Re the other points. The central confused forum versus diffuse potentially confusing social media platforms. I don’t think the preference is as straightforward as that. cMOOCs haven’t done a great job of tracking why participants drop out or don’t engage. There’s not much literature or info on it, apart from speculation. So it;s difficult to state with certainty whether the diffuse, non curriculum, student centred, self directed and social media angle does actually work better than the monolithic, badly designed ( or not designed) massive forum idea.
The first question is, probably, who are we designing for, and both how they want to engage, and how they can engage. Lot’s of participants are potentially going to be enthusiastic about engaging on social media, but, if they are inexperienced, that enthusiasm may vanish in a puff of disillusion. Or, as lots of research is indicating, even where students are experienced in using social media personally, they may be unwilling to use those accounts for any form of institutional learning, or any context where employers or institutions become privy to their social existence on those accounts. SAdditionally, there;s lots and lots of evidence to indicate that students who are social media literate in their personal lives are not managing to transfer those literacies over to educational contexts, and are making basic errors, using bad judgement, and generally wating significant effort at times getting nowhere – a lot here probably depends on how laissez faire and hands off the insytructor and course relationship is with student usage of SM.
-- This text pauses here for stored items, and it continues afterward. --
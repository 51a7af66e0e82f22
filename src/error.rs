//! Error types for the batch accumulator.

use largebatch_types::ArgumentError;
use thiserror::Error;

/// Errors surfaced by [`LargeBatch`](crate::LargeBatch).
///
/// `E` is the error type of the injected client's batches. Client errors
/// are never retried or rewrapped beyond the `Client` variant, so callers
/// can always get the original error back with [`Error::into_client`].
#[derive(Error, Debug)]
pub enum Error<E>
where
    E: std::error::Error + 'static,
{
    /// The batch sequence was empty while the accumulator was open.
    #[error("internal invariant violated: no open batch to stage into")]
    EmptyBatchSequence,

    /// A previous commit failed; the accumulator no longer knows which
    /// batches reached the database.
    #[error("accumulator is unusable after a failed commit")]
    Poisoned,

    #[error("database client error: {0}")]
    Client(#[source] E),

    #[error("document data could not be serialized: {0}")]
    Serialize(#[from] serde_json::Error),

    #[error("document data must serialize to an object, got {0}")]
    NotAnObject(&'static str),

    #[error("invalid update arguments: {0}")]
    InvalidArgument(#[from] ArgumentError),
}

impl<E> Error<E>
where
    E: std::error::Error + 'static,
{
    /// The client error, if this error came from the client.
    pub fn client(&self) -> Option<&E> {
        match self {
            Self::Client(err) => Some(err),
            _ => None,
        }
    }

    pub fn into_client(self) -> Option<E> {
        match self {
            Self::Client(err) => Some(err),
            _ => None,
        }
    }

    pub fn is_client(&self) -> bool {
        matches!(self, Self::Client(_))
    }
}

/// Result type for accumulator operations.
pub type Result<T, E> = std::result::Result<T, Error<E>>;

/// Errors raised when validating a [`Config`](crate::Config).
#[derive(Error, Debug, Clone, PartialEq, Eq)]
pub enum ConfigError {
    #[error("batch capacity must be greater than zero")]
    ZeroCapacity,
    #[error("batch capacity of {capacity} exceeds the database limit of {max} writes per batch")]
    CapacityAboveLimit { capacity: usize, max: usize },
}
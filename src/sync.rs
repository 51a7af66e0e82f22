//! Shared accumulator for staging from several tasks.
//!
//! `LargeBatch` itself is unsynchronised and stages through `&mut self`.
//! `SyncLargeBatch` is a cloneable handle that serialises every call through
//! an async mutex, so independent tasks can stage into one accumulator and
//! any of them can commit it.

use crate::accumulator::{BatchError, CommitSummary, LargeBatch};
use crate::client::DatabaseClient;
use crate::config::{CommitOptions, Config};
use crate::error::{ConfigError, Result};
use largebatch_types::{DocumentPath, FieldUpdates, Precondition, SetOptions};
use serde::Serialize;
use std::sync::Arc;
use tokio::sync::Mutex;

/// Thread-safe handle around [`LargeBatch`].
pub struct SyncLargeBatch<C: DatabaseClient> {
    inner: Arc<Mutex<LargeBatch<C>>>,
}

impl<C: DatabaseClient> Clone for SyncLargeBatch<C> {
    fn clone(&self) -> Self {
        Self {
            inner: self.inner.clone(),
        }
    }
}

impl<C: DatabaseClient> SyncLargeBatch<C> {
    pub fn new(client: C) -> Self {
        Self::from_batch(LargeBatch::new(client))
    }

    pub fn with_config(client: C, config: Config) -> std::result::Result<Self, ConfigError> {
        Ok(Self::from_batch(LargeBatch::with_config(client, config)?))
    }

    pub fn from_batch(batch: LargeBatch<C>) -> Self {
        Self {
            inner: Arc::new(Mutex::new(batch)),
        }
    }

    pub async fn create<T>(&self, doc: &DocumentPath, data: &T) -> Result<(), BatchError<C>>
    where
        T: Serialize + ?Sized,
    {
        self.inner.lock().await.create(doc, data)
    }

    pub async fn set<T>(
        &self,
        doc: &DocumentPath,
        data: &T,
        options: Option<SetOptions>,
    ) -> Result<(), BatchError<C>>
    where
        T: Serialize + ?Sized,
    {
        self.inner.lock().await.set(doc, data, options)
    }

    pub async fn update<T>(
        &self,
        doc: &DocumentPath,
        data: &T,
        precondition: Option<Precondition>,
    ) -> Result<(), BatchError<C>>
    where
        T: Serialize + ?Sized,
    {
        self.inner.lock().await.update(doc, data, precondition)
    }

    pub async fn update_field(
        &self,
        doc: &DocumentPath,
        updates: FieldUpdates,
    ) -> Result<(), BatchError<C>> {
        self.inner.lock().await.update_field(doc, updates)
    }

    pub async fn delete(
        &self,
        doc: &DocumentPath,
        precondition: Option<Precondition>,
    ) -> Result<(), BatchError<C>> {
        self.inner.lock().await.delete(doc, precondition)
    }

    /// Commit all batches. Staging calls wait until the commit finishes.
    pub async fn commit(&self, options: CommitOptions) -> Result<CommitSummary, BatchError<C>> {
        self.inner.lock().await.commit(options).await
    }

    pub async fn commit_with_default(&self) -> Result<CommitSummary, BatchError<C>> {
        self.inner.lock().await.commit_with_default().await
    }

    pub async fn batch_count(&self) -> usize {
        self.inner.lock().await.batch_count()
    }

    pub async fn staged_operations(&self) -> usize {
        self.inner.lock().await.staged_operations()
    }

    pub async fn is_poisoned(&self) -> bool {
        self.inner.lock().await.is_poisoned()
    }

    /// Take the accumulator back if this is the last handle.
    pub fn into_inner(self) -> std::result::Result<LargeBatch<C>, Self> {
        Arc::try_unwrap(self.inner)
            .map(Mutex::into_inner)
            .map_err(|inner| Self { inner })
    }
}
I guess what I’m saying is this. cMOOCs are unproven, and the data on them hugely lacking, and the preferences of course participants are not necessarily going to be the best indicator of how to design. Even if you do accept those design preferences, you are still possibly going to have to underpin your design with supports to enable your participants to engage, and then supports designed to help them engage critically and effectively and, even if they engage, given that the pedagogical model underpinning cMOOCs is largely unproven, and hugely lacking data, there’s no certainty that the path you design for is one that’s going to be particularly efficient.
It might also be the case that the second thing we look at – what;s being taught – is going to have a major effect on the fpormats we choose. If we’re teaching a foundation course in chemistry for participants who are playing catchup, and have little domain knolwedge, then a more closed context is possibly going to be beneficial. If we are teaching a professional development course for tech curious educators, then SM are a good choice.
I’d suggest we’re not looking at two choices. We’re looking at a broad continuum of choices, and both options show and offer some utility when correctly designed.
Great article, David, touching on a very topical issue. And thanks for the mention!